■ Task to complete ■
Range to reproduce from the entries below: the line with "Ok(TlsAcceptor::from(Arc::new(config)))", the line with "let certs = rustls_pemfile::certs(&mut", and every line in between. Give them exactly and give nothing else.

[Extracted data entries]
##############################

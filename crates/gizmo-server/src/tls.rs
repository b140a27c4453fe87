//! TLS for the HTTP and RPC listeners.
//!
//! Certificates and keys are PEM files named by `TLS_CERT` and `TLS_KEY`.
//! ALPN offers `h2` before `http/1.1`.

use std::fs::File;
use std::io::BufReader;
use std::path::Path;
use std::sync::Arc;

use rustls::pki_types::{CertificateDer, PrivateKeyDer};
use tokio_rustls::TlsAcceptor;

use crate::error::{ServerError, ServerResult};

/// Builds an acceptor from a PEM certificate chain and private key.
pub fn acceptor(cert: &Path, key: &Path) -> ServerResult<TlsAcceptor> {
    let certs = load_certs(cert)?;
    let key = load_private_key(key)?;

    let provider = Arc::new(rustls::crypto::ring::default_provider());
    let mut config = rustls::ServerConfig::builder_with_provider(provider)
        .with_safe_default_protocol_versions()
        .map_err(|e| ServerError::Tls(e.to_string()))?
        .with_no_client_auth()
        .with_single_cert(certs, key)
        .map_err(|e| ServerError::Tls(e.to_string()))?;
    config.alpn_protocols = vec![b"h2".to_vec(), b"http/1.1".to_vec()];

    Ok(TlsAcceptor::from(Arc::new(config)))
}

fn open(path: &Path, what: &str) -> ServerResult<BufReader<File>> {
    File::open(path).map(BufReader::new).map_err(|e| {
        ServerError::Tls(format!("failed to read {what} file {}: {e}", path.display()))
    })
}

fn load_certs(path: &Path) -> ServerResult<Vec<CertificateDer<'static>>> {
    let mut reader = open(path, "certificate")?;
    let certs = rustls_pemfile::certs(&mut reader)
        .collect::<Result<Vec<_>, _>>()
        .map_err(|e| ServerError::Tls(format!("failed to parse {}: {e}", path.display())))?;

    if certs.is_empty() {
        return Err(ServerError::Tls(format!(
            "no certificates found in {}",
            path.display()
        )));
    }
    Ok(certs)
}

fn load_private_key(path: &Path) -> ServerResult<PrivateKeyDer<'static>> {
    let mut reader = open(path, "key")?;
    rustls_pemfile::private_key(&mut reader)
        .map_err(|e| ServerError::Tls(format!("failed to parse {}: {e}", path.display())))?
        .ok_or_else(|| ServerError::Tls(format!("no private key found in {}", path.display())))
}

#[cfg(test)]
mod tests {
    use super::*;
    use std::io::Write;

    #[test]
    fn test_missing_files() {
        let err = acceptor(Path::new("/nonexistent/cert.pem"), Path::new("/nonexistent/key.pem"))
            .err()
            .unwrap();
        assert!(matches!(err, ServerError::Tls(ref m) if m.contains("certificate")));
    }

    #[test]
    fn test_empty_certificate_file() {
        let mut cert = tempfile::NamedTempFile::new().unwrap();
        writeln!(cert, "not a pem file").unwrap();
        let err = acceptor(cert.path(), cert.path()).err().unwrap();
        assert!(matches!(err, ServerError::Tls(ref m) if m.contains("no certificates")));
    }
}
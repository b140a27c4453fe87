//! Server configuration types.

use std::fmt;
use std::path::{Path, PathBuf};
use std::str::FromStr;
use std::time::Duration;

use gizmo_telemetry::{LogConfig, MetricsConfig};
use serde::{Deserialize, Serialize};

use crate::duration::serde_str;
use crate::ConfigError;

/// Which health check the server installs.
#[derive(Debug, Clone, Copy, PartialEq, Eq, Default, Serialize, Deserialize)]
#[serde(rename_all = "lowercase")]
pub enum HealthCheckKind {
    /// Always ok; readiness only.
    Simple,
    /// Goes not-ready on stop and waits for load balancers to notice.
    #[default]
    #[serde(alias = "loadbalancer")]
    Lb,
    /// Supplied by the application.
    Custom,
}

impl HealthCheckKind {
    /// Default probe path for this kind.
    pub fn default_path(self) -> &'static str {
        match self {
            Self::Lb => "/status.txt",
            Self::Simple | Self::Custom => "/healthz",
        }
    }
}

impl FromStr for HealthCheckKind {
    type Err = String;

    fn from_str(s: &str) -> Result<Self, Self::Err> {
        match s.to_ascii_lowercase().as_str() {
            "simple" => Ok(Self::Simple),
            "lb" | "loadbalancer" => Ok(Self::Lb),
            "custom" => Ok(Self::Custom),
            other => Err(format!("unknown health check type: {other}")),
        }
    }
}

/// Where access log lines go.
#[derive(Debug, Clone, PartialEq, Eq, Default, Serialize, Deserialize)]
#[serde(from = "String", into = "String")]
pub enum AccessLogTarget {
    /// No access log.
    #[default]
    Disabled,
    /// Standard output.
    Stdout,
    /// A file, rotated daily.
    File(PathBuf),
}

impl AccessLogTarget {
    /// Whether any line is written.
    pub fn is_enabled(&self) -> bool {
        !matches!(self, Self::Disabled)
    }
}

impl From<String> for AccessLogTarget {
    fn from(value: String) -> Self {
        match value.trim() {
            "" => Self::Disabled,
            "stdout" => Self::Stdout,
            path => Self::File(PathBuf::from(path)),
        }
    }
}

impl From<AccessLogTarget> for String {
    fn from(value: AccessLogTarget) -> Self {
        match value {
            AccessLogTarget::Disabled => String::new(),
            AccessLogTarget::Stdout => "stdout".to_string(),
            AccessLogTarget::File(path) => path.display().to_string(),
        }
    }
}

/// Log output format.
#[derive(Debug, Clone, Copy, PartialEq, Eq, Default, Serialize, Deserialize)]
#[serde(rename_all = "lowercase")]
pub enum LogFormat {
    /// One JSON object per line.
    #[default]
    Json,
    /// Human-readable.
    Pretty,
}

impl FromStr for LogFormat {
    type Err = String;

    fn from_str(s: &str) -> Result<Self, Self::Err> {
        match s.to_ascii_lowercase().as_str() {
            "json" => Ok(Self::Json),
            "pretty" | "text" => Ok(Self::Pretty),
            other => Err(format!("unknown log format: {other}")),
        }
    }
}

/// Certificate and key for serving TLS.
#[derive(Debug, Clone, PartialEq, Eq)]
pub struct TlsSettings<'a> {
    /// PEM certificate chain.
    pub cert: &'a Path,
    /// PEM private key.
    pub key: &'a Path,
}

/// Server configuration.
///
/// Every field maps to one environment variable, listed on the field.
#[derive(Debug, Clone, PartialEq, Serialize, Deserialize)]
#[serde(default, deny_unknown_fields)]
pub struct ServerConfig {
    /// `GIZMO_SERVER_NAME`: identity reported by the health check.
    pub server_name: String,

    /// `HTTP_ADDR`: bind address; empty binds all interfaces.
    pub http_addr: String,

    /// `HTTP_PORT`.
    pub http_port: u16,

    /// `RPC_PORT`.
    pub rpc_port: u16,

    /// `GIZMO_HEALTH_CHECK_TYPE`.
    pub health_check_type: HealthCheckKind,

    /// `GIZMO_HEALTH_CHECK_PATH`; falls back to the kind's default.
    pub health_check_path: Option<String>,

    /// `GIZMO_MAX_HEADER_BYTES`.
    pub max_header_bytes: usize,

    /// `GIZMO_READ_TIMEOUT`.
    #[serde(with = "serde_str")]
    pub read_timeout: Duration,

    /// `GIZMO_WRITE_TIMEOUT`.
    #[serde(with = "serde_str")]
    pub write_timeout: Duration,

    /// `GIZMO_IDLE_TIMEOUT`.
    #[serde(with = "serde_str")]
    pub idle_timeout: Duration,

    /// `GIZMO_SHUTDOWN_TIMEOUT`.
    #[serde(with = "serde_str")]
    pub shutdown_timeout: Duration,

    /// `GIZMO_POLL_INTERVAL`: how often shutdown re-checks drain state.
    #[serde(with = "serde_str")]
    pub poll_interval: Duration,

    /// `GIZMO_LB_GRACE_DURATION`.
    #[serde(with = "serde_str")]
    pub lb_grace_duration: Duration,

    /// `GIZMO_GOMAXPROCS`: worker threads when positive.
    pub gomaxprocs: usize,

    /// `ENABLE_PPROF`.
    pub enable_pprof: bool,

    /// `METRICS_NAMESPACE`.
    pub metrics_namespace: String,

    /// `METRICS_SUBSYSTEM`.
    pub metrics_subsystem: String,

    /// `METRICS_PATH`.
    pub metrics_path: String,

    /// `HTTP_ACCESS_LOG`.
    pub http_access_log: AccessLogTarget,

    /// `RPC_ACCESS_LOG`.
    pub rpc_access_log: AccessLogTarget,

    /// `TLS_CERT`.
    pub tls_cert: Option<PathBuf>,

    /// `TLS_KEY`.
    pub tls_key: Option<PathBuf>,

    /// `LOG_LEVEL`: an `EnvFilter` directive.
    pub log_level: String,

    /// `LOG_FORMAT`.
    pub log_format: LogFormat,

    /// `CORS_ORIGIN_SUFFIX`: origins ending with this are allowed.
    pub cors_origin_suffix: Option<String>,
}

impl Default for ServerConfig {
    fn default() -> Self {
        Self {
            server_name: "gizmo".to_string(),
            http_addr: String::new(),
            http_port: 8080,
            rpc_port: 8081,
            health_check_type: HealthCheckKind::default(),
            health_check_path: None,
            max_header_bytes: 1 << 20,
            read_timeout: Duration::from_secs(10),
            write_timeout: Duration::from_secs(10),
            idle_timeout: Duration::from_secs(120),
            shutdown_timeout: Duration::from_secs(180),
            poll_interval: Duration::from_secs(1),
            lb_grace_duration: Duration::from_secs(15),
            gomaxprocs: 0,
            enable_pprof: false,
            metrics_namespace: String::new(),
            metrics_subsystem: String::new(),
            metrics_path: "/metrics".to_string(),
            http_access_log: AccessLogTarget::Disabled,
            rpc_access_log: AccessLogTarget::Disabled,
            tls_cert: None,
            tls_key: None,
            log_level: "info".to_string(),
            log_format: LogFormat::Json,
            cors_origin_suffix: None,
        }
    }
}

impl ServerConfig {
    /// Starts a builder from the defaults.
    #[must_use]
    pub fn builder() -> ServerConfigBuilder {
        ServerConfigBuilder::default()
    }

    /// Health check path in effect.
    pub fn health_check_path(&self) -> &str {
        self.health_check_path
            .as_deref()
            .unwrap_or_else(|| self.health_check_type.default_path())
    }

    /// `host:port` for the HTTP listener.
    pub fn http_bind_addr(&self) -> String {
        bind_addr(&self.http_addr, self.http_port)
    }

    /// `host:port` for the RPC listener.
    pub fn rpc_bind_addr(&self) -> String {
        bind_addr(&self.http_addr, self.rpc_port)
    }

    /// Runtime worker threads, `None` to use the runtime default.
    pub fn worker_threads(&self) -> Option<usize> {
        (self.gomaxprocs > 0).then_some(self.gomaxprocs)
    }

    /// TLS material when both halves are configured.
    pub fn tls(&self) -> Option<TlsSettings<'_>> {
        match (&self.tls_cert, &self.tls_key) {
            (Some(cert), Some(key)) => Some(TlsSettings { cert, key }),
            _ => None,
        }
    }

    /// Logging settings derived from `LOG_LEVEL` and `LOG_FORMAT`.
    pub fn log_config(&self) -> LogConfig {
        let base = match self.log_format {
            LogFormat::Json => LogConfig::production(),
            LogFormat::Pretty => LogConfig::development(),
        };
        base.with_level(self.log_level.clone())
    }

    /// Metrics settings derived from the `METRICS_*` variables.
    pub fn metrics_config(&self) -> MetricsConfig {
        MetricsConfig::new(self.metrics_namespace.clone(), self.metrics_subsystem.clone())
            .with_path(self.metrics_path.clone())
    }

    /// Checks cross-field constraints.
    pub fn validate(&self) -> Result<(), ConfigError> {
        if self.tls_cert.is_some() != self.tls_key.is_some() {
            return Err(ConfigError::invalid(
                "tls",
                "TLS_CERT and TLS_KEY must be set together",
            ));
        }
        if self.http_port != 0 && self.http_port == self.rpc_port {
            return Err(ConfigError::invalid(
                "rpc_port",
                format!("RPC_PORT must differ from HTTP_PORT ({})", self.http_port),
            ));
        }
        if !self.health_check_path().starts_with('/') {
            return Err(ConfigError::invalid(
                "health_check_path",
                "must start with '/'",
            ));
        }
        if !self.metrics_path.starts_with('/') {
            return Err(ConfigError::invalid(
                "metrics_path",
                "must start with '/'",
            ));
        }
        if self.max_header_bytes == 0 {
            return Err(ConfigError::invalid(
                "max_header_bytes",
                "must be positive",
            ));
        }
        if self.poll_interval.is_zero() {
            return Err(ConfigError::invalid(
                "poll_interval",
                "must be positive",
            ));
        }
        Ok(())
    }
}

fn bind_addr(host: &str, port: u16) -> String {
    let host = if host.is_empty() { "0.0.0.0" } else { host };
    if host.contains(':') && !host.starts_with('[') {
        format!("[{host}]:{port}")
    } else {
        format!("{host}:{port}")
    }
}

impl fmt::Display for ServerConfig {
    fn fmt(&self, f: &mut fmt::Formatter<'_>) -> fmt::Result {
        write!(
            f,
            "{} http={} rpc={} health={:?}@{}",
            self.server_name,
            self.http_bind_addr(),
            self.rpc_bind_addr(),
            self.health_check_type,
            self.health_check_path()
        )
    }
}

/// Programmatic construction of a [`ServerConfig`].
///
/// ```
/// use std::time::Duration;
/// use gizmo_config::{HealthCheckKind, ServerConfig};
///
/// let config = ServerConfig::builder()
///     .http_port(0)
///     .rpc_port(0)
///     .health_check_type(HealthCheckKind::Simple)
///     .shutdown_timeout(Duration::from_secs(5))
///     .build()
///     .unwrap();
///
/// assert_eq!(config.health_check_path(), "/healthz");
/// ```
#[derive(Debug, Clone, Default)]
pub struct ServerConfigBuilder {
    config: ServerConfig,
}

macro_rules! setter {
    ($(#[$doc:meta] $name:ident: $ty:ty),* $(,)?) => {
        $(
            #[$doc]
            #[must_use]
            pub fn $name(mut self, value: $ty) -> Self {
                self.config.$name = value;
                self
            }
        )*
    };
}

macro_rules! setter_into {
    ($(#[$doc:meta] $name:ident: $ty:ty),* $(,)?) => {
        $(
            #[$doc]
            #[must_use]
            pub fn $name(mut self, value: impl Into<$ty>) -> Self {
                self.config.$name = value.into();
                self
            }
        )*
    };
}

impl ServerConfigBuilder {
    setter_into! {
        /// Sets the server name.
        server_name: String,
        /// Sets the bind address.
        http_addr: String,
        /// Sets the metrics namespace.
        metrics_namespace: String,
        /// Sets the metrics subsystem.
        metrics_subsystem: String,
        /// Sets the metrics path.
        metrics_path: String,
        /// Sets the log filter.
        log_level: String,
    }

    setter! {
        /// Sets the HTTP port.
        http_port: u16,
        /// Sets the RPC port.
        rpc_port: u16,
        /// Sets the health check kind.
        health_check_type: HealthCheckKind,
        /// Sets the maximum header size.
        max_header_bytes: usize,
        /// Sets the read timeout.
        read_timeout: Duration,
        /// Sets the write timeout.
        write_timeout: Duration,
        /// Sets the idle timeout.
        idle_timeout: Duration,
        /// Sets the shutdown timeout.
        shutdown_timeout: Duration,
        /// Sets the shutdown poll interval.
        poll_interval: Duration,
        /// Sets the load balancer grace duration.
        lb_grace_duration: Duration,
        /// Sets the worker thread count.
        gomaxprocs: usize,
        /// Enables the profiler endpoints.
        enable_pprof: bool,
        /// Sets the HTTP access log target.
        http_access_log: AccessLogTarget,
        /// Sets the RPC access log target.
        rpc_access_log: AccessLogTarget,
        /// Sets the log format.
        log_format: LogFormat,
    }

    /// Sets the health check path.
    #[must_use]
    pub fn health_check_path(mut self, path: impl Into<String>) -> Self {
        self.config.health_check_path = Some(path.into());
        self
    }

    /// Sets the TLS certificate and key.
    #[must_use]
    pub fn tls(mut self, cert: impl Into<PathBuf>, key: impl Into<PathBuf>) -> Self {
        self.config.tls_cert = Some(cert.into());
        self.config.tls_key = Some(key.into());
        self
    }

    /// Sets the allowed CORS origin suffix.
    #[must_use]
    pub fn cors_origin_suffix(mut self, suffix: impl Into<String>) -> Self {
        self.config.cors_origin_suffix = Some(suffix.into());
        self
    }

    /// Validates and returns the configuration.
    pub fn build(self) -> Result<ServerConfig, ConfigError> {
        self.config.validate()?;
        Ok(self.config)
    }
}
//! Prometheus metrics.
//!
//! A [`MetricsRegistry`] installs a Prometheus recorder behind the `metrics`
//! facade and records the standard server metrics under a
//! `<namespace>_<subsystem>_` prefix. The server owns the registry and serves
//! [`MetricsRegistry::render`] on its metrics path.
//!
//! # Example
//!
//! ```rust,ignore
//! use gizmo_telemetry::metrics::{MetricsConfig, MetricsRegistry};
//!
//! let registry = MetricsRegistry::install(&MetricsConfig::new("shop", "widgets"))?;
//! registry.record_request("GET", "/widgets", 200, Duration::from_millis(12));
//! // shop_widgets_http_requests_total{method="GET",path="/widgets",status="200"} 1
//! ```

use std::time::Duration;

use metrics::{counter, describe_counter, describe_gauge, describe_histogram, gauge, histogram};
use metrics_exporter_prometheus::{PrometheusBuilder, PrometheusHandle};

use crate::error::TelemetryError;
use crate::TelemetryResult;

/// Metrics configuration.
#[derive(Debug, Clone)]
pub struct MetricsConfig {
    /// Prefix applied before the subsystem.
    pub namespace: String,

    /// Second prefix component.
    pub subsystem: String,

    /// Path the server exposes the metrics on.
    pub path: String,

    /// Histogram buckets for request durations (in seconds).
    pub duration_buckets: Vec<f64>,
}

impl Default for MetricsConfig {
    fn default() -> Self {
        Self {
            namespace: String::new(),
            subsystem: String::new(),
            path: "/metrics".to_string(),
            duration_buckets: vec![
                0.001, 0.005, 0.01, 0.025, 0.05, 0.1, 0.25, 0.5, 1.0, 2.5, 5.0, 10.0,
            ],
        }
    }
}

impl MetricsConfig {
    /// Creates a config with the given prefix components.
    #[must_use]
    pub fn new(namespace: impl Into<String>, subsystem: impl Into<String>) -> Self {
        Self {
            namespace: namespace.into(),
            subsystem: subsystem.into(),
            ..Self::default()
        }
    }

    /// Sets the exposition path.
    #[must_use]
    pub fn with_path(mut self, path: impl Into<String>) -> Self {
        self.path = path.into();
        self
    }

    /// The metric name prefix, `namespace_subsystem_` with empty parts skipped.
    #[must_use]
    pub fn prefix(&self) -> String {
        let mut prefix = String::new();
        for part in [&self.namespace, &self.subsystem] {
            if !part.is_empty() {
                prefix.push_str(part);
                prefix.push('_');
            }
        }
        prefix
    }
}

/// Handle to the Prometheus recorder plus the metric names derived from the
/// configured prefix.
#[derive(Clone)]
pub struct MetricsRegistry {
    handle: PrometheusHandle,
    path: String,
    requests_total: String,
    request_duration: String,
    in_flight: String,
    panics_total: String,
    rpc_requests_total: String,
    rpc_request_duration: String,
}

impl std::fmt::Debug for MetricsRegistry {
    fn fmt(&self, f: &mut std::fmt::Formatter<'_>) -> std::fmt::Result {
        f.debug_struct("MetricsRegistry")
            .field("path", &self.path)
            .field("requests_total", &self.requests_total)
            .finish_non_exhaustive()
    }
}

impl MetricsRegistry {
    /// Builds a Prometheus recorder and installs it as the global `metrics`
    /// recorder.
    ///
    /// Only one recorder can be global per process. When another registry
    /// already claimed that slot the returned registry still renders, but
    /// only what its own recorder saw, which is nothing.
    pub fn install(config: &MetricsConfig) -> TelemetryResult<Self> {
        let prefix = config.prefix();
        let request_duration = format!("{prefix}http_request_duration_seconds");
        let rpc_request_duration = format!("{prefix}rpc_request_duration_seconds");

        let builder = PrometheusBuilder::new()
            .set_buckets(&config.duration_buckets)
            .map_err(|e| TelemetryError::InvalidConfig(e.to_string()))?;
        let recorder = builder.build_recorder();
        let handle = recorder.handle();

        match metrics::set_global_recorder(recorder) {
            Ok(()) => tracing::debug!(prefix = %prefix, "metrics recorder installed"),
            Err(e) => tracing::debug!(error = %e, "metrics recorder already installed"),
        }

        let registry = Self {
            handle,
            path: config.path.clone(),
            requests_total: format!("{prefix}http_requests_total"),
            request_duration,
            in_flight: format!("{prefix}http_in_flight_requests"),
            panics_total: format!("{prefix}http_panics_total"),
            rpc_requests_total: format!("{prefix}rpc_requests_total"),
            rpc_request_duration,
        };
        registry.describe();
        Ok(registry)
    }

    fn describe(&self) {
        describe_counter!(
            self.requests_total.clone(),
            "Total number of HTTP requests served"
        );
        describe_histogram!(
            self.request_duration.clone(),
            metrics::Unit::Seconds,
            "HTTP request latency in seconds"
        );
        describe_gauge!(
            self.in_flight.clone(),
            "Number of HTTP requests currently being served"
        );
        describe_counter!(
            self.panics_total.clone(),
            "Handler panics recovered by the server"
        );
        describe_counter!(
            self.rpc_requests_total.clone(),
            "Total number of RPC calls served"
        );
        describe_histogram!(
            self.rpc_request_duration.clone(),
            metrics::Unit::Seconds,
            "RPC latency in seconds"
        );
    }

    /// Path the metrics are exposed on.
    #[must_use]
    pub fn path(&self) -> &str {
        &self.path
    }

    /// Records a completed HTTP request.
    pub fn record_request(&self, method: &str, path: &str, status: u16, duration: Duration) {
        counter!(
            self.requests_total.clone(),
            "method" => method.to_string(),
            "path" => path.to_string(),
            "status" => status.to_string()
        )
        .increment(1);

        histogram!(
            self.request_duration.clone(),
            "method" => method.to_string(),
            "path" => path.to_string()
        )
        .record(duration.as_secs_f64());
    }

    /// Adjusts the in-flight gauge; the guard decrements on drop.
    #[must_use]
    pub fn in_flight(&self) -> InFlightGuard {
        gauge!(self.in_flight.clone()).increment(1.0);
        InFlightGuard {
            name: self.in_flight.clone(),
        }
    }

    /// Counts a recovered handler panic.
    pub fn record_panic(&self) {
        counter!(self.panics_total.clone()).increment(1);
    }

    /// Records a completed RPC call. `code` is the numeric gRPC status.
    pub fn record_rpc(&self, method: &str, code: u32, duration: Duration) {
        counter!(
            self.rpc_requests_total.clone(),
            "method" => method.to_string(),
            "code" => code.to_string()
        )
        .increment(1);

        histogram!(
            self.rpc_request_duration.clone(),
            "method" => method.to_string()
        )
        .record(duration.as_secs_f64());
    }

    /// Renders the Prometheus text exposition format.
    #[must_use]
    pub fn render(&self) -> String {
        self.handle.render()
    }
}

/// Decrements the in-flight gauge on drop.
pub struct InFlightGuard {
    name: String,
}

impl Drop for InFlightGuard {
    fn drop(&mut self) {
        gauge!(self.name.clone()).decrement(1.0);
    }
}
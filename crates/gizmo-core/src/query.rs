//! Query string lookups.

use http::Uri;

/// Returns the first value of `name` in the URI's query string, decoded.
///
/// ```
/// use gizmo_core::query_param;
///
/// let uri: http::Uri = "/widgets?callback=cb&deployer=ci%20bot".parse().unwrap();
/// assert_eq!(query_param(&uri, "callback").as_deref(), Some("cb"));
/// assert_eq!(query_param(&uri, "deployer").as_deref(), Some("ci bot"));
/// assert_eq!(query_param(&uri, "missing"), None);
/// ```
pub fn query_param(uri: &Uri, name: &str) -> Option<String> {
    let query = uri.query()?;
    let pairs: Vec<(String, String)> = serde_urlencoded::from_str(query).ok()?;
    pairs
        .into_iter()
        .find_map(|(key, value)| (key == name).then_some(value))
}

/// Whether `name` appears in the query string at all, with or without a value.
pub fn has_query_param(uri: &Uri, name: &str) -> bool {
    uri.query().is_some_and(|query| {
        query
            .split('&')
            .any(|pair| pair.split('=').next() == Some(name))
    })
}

##############################

■ Answer box ■
    Ok(TlsAcceptor::from(Arc::new(config)))
}

fn open(path: &Path, what: &str) -> ServerResult<BufReader<File>> {
    File::open(path).map(BufReader::new).map_err(|e| {
        ServerError::Tls(format!("failed to read {what} file {}: {e}", path.display()))
    })
}

fn load_certs(path: &Path) -> ServerResult<Vec<CertificateDer<'static>>> {
    let mut reader = open(path, "certificate")?;
    let certs = rustls_pemfile::certs(&mut reader)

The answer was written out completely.